FBI says there’s a problem | 75 orgs speak to OIC | Moving child welfare to coordinated care

The May 1 filing deadline for the Exchange is here. The provider network rule from the OIC is out. The 2015 commercial marketplace is taking shape.

So, too, is the sorting of the Medicaid marketplace, with key task force meetings underway, RFPs going to market, and a pending CMS grant response. And, there’s that whole mid-term election which has taken a significant turn. Lots of moving parts, some of which we detail below in this month’s 5 Things.

DJ 5 things updated

1. Will the OIC rule bring greater clarity or confusion?

Last Friday, the OIC finalized its new provider network adequacy rule after taking comments from what seemed like an uncommonly high number of organizations.

Here will be one key initial measure of success of this rule:  does it bring clarity to the regulatory process?  Are there fewer appeals than last year?

With language like “this is a requirement to offer the opportunity to contract, not a mandate that a contract must be entered into by the parties” found in the 95-page “Concise Explanatory Statement,” the question of clarity appears to be a very open one.

2. An RFP for medical coverage for the state’s foster kids

With all of the theoretical discussion around integration of physical and behavioral health services during the last legislative session, it was easy to miss the more direct cross-silo initiative on the horizon:  coordinating medical benefits for the state’s foster children.

An RFP is soon to be released by the HCA for a health plan to coordinate the medical care of foster kids. It’s forcing interested MCOs to build relationships with mental health providers (who currently support the foster kids) and begin to bridge the gap between the silos of medical and mental health.  It’s a small step, and not a highly publicized one.  But, MCOs are tracking it, and the state is watching their approach to inform the 2015 Medicaid procurement. 

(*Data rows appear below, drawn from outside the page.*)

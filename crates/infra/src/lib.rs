//! # Easemob Infrastructure
//!
//! Infrastructure implementations of core ports.
//!
//! This crate contains:
//! - The reqwest-backed [`HttpClient`] transport
//! - reqwest error conversions
//! - Configuration loading from environment and files
//! - Constructors wiring a ready [`EasemobClient`]
//!
//! ## Architecture
//! - Implements traits defined in `easemob-core`
//! - Contains all "impure" code (network, filesystem, environment)

use std::sync::Arc;

pub mod config;
pub mod errors;
pub mod http;

pub use easemob_core::EasemobClient;
pub use easemob_domain::{ClientConfig, EasemobError, Result};
pub use errors::InfraError;
pub use http::{HttpClient, HttpClientBuilder};

/// Build a client over the reqwest transport without any network I/O
///
/// # Errors
/// `EasemobError::Config` for incomplete settings or an unusable base URL.
pub fn build_client(config: ClientConfig) -> Result<EasemobClient> {
    config.validate()?;
    let transport = HttpClient::from_config(&config)?;
    EasemobClient::new(config, Arc::new(transport))
}

/// Build a client and, when `bootstrap_app_token` is set, fetch the
/// application token before returning
///
/// # Errors
/// Configuration errors, or any failure of the bootstrap token request.
pub async fn connect(config: ClientConfig) -> Result<EasemobClient> {
    let client = build_client(config)?;
    client.bootstrap().await?;
    tracing::info!(base_url = %client.config().base_url(), "Easemob client ready");
    Ok(client)
}
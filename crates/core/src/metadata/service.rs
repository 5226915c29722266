//! Custom per-user attributes

use std::collections::BTreeMap;

use easemob_domain::{DataResponse, Result, UserMetadata};
use serde_json::json;
use tracing::{debug, instrument};

use crate::transport::{ApiExecutor, ApiRequest};
use crate::validation::{ensure_not_empty, ensure_some, path_segment};

const METADATA_PATH: &str = "metadata/user";

fn metadata_path(username: &str) -> Result<String> {
    ensure_not_empty("username", username)?;
    Ok(format!("{METADATA_PATH}/{}", path_segment(username)))
}

/// User metadata operations
#[derive(Debug, Clone)]
pub struct MetadataService {
    executor: ApiExecutor,
}

impl MetadataService {
    pub fn new(executor: ApiExecutor) -> Self {
        Self { executor }
    }

    /// Set attributes of a user; sent form-encoded
    #[instrument(skip(self, metadata), fields(fields = metadata.len()))]
    pub async fn set_user_metadata(
        &self,
        username: &str,
        metadata: &BTreeMap<String, String>,
    ) -> Result<DataResponse<BTreeMap<String, String>>> {
        let request = ApiRequest::put(metadata_path(username)?).form(metadata);
        self.executor.execute(request).await
    }

    /// Remove every attribute of a user
    #[instrument(skip(self))]
    pub async fn delete_user_metadata(&self, username: &str) -> Result<DataResponse<bool>> {
        let request = ApiRequest::delete(metadata_path(username)?);
        self.executor.execute(request).await
    }

    #[instrument(skip(self))]
    pub async fn get_user_metadata(
        &self,
        username: &str,
    ) -> Result<DataResponse<BTreeMap<String, String>>> {
        let request = ApiRequest::get(metadata_path(username)?);
        self.executor.execute(request).await
    }

    /// Attributes of several users
    ///
    /// An empty `properties` asks for every attribute. The number of targets
    /// is left to the server. Result order is not guaranteed.
    #[instrument(skip(self, targets, properties), fields(targets = targets.len()))]
    pub async fn batch_get_user_metadata(
        &self,
        targets: &[String],
        properties: &[String],
    ) -> Result<DataResponse<Vec<UserMetadata>>> {
        ensure_some("targets", targets.len())?;

        let request = ApiRequest::post(format!("{METADATA_PATH}/get"))
            .json(&json!({ "targets": targets, "properties": properties }))?;
        let response: DataResponse<BTreeMap<String, BTreeMap<String, String>>> =
            self.executor.execute(request).await?;

        debug!(users = response.data.len(), "metadata fetched");
        Ok(response.map(|data| {
            data.into_iter()
                .map(|(username, metadata)| UserMetadata { username, metadata })
                .collect()
        }))
    }

    /// Total size in bytes of all user attributes in the application
    #[instrument(skip(self))]
    pub async fn get_metadata_capacity(&self) -> Result<DataResponse<i64>> {
        let request = ApiRequest::get(format!("{METADATA_PATH}/capacity"));
        self.executor.execute(request).await
    }
}
//! Push notification delivery

use chrono::NaiveDateTime;
use easemob_domain::constants::{MAX_PUSH_LABELS, MAX_PUSH_TARGETS, PUSH_START_DATE_FORMAT};
use easemob_domain::{
    AsyncPushResult, DataResponse, LabelPushResult, PushMessage, PushRequest, PushStrategy,
    Result, SyncPushResult,
};
use tracing::{info, instrument};

use crate::transport::{ApiExecutor, ApiRequest};
use crate::validation::{ensure_count, ensure_not_empty, path_segment};

/// Zone-less wall time in the deployment's expected zone
fn format_start_date(start_at: Option<NaiveDateTime>) -> Option<String> {
    start_at.map(|at| at.format(PUSH_START_DATE_FORMAT).to_string())
}

/// Push notification operations
#[derive(Debug, Clone)]
pub struct PushService {
    executor: ApiExecutor,
}

impl PushService {
    pub fn new(executor: ApiExecutor) -> Self {
        Self { executor }
    }

    /// Push to one user and wait for the vendor's answer
    #[instrument(skip(self, message))]
    pub async fn sync_push(
        &self,
        target: &str,
        message: &PushMessage,
        strategy: PushStrategy,
    ) -> Result<DataResponse<Vec<SyncPushResult>>> {
        ensure_not_empty("target", target)?;
        let body = PushRequest { targets: None, push_message: message, strategy, start_date: None };
        let request =
            ApiRequest::post(format!("push/sync/{}", path_segment(target))).json(&body)?;
        self.executor.execute(request).await
    }

    /// Queue a push to one user
    #[instrument(skip(self, message))]
    pub async fn async_push(
        &self,
        target: &str,
        message: &PushMessage,
        strategy: PushStrategy,
    ) -> Result<DataResponse<Vec<AsyncPushResult>>> {
        ensure_not_empty("target", target)?;
        let body = PushRequest { targets: None, push_message: message, strategy, start_date: None };
        let request =
            ApiRequest::post(format!("push/async/{}", path_segment(target))).json(&body)?;
        self.executor.execute(request).await
    }

    /// Queue a push to 1 to 100 users
    #[instrument(skip(self, targets, message), fields(count = targets.len()))]
    pub async fn batch_async_push(
        &self,
        targets: &[String],
        message: &PushMessage,
        strategy: PushStrategy,
    ) -> Result<DataResponse<Vec<AsyncPushResult>>> {
        ensure_count("targets", targets.len(), MAX_PUSH_TARGETS)?;
        let body = PushRequest {
            targets: Some(targets),
            push_message: message,
            strategy,
            start_date: None,
        };
        let request = ApiRequest::post("push/single").json(&body)?;
        self.executor.execute(request).await
    }

    /// Push to every member of 1 to 5 labels, optionally scheduled
    #[instrument(skip(self, message))]
    pub async fn label_push(
        &self,
        labels: &[String],
        message: &PushMessage,
        strategy: PushStrategy,
        start_at: Option<NaiveDateTime>,
    ) -> Result<DataResponse<LabelPushResult>> {
        ensure_count("labels", labels.len(), MAX_PUSH_LABELS)?;
        let body = PushRequest {
            targets: Some(labels),
            push_message: message,
            strategy,
            start_date: format_start_date(start_at),
        };
        let request = ApiRequest::post("push/list/label").json(&body)?;

        let response: DataResponse<LabelPushResult> = self.executor.execute(request).await?;
        info!(task_id = response.data.task_id, "label push task created");
        Ok(response)
    }

    /// Push to every user of the application, optionally scheduled
    ///
    /// Returns the id of the created task.
    #[instrument(skip(self, message))]
    pub async fn broadcast_push(
        &self,
        message: &PushMessage,
        strategy: PushStrategy,
        start_at: Option<NaiveDateTime>,
    ) -> Result<DataResponse<i64>> {
        let body = PushRequest {
            targets: None,
            push_message: message,
            strategy,
            start_date: format_start_date(start_at),
        };
        let request = ApiRequest::post("push/task").json(&body)?;

        let response: DataResponse<i64> = self.executor.execute(request).await?;
        info!(task_id = response.data, "broadcast push task created");
        Ok(response)
    }
}
//! Error types used throughout the client
//!
//! Failures fall into four families: local validation, transport, remote
//! application errors (decoded error envelopes) and JSON decode failures.

use std::error::Error as StdError;

use thiserror::Error;

use crate::impl_domain_status_conversions;
use crate::types::ApiErrorBody;

/// Coarse classification of a transport-level failure
#[derive(Debug, Clone, Copy, PartialEq, Eq)]
pub enum TransportErrorKind {
    /// The request did not complete within the configured timeout
    Timeout,
    /// DNS, TCP or TLS connection could not be established
    Connect,
    /// The request could not be sent
    Request,
    /// The response body could not be read
    Body,
    /// The request could not be built (bad URL, bad header)
    Builder,
    /// Anything else reported by the HTTP stack
    Other,
}

impl_domain_status_conversions!(TransportErrorKind {
    Timeout => "timeout",
    Connect => "connect",
    Request => "request",
    Body => "body",
    Builder => "builder",
    Other => "other",
});

impl TransportErrorKind {
    /// Whether a failure of this kind is worth another attempt
    pub fn is_transient(&self) -> bool {
        matches!(self, Self::Timeout | Self::Connect | Self::Request)
    }
}

/// Transport failure reported by the HTTP adapter
///
/// The underlying client error is kept as the `source()` so callers can
/// inspect it without the adapter having to flatten it into a string.
#[derive(Debug, Error)]
#[error("{kind} error: {message}")]
pub struct TransportError {
    pub kind: TransportErrorKind,
    pub message: String,
    #[source]
    pub source: Option<Box<dyn StdError + Send + Sync + 'static>>,
}

impl TransportError {
    pub fn new(kind: TransportErrorKind, message: impl Into<String>) -> Self {
        Self { kind, message: message.into(), source: None }
    }

    /// Attach the originating error
    pub fn with_source(mut self, source: impl StdError + Send + Sync + 'static) -> Self {
        self.source = Some(Box::new(source));
        self
    }
}

/// Main error type for the Easemob client
#[derive(Debug, Error)]
pub enum EasemobError {
    /// Local validation failed; no request was sent
    #[error("Invalid input: {0}")]
    InvalidInput(String),

    /// DNS/TLS/timeout/connection failure
    #[error("Transport error: {0}")]
    Transport(#[from] TransportError),

    /// Non-200 response decoded as an error envelope
    #[error("{}", .body.error_description)]
    Api { status: u16, body: ApiErrorBody },

    /// Malformed JSON in a success or error body
    #[error(transparent)]
    Decode(#[from] serde_json::Error),

    #[error("Configuration error: {0}")]
    Config(String),
}

impl EasemobError {
    pub fn invalid_input(message: impl Into<String>) -> Self {
        Self::InvalidInput(message.into())
    }

    pub fn is_validation(&self) -> bool {
        matches!(self, Self::InvalidInput(_))
    }

    pub fn is_transport(&self) -> bool {
        matches!(self, Self::Transport(_))
    }

    /// Decoded error envelope, when the server answered with one
    pub fn api_error(&self) -> Option<&ApiErrorBody> {
        match self {
            Self::Api { body, .. } => Some(body),
            _ => None,
        }
    }

    /// HTTP status of an application error
    pub fn status(&self) -> Option<u16> {
        match self {
            Self::Api { status, .. } => Some(*status),
            _ => None,
        }
    }
}

/// Result type alias for client operations
pub type Result<T> = std::result::Result<T, EasemobError>;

3. Bringing care coordination to mental health for kids

With almost 750,000 kids enrolled in Medicaid, the notion of integration of physical and mental health will eventually include the Children’s Administration (CA).  That agency is well down the road towards creating a care coordination infrastructure for child welfare services, particularly in CPS and foster care.  The model is referred to as “performance based contracting” or PBC.

PBC has sometimes appeared to have two steps backwards (one, two) for every few steps forward.  Under new leadership, CA quietly put out a request for information (RFI) targeted to the Spokane area to see what might inform a future statewide RFP.   What they got back from a group of stakeholders, led by the Empire Health Foundation, was ambitious and included the “creation of a single statewide backbone organization that would provide a neutral platform” around which the future care coordination of children’s mental health and other services can be organized.

4. Big shoes to be filled at the Exchange

The leadership of the Exchange Board last August, as it voiced its disappointment with the OIC’s regulatory review, was a watershed moment in Washington State health care.

The deft of that voice was due in significant part to the board leadership of Margaret Stanley, the chair of the Exchange.  Stanley has announced her intention to step away from the board in what is a natural evolution of the board’s membership.

That said, Stanley’s steady hand will be both missed, and likely hard to replace.  Big shoes for whoever steps in to fill them.

5. The FBI says you have a problem

Our newest contributor, David Peters, cites a recent FBI memo saying that not only are attacks on your personal health information stored at plans and providers going to be more common, but that the health care industry is poorly prepared for the hit.

The FBI also says your health info is more valuable on the black market than your credit card info.  As David asks “when will the 2013 Target security breach happen in health care IT? The answer appears to be soon.”

It’s a thought provoking first column from David on a topic we’re likely to hear more about in the weeks ahead.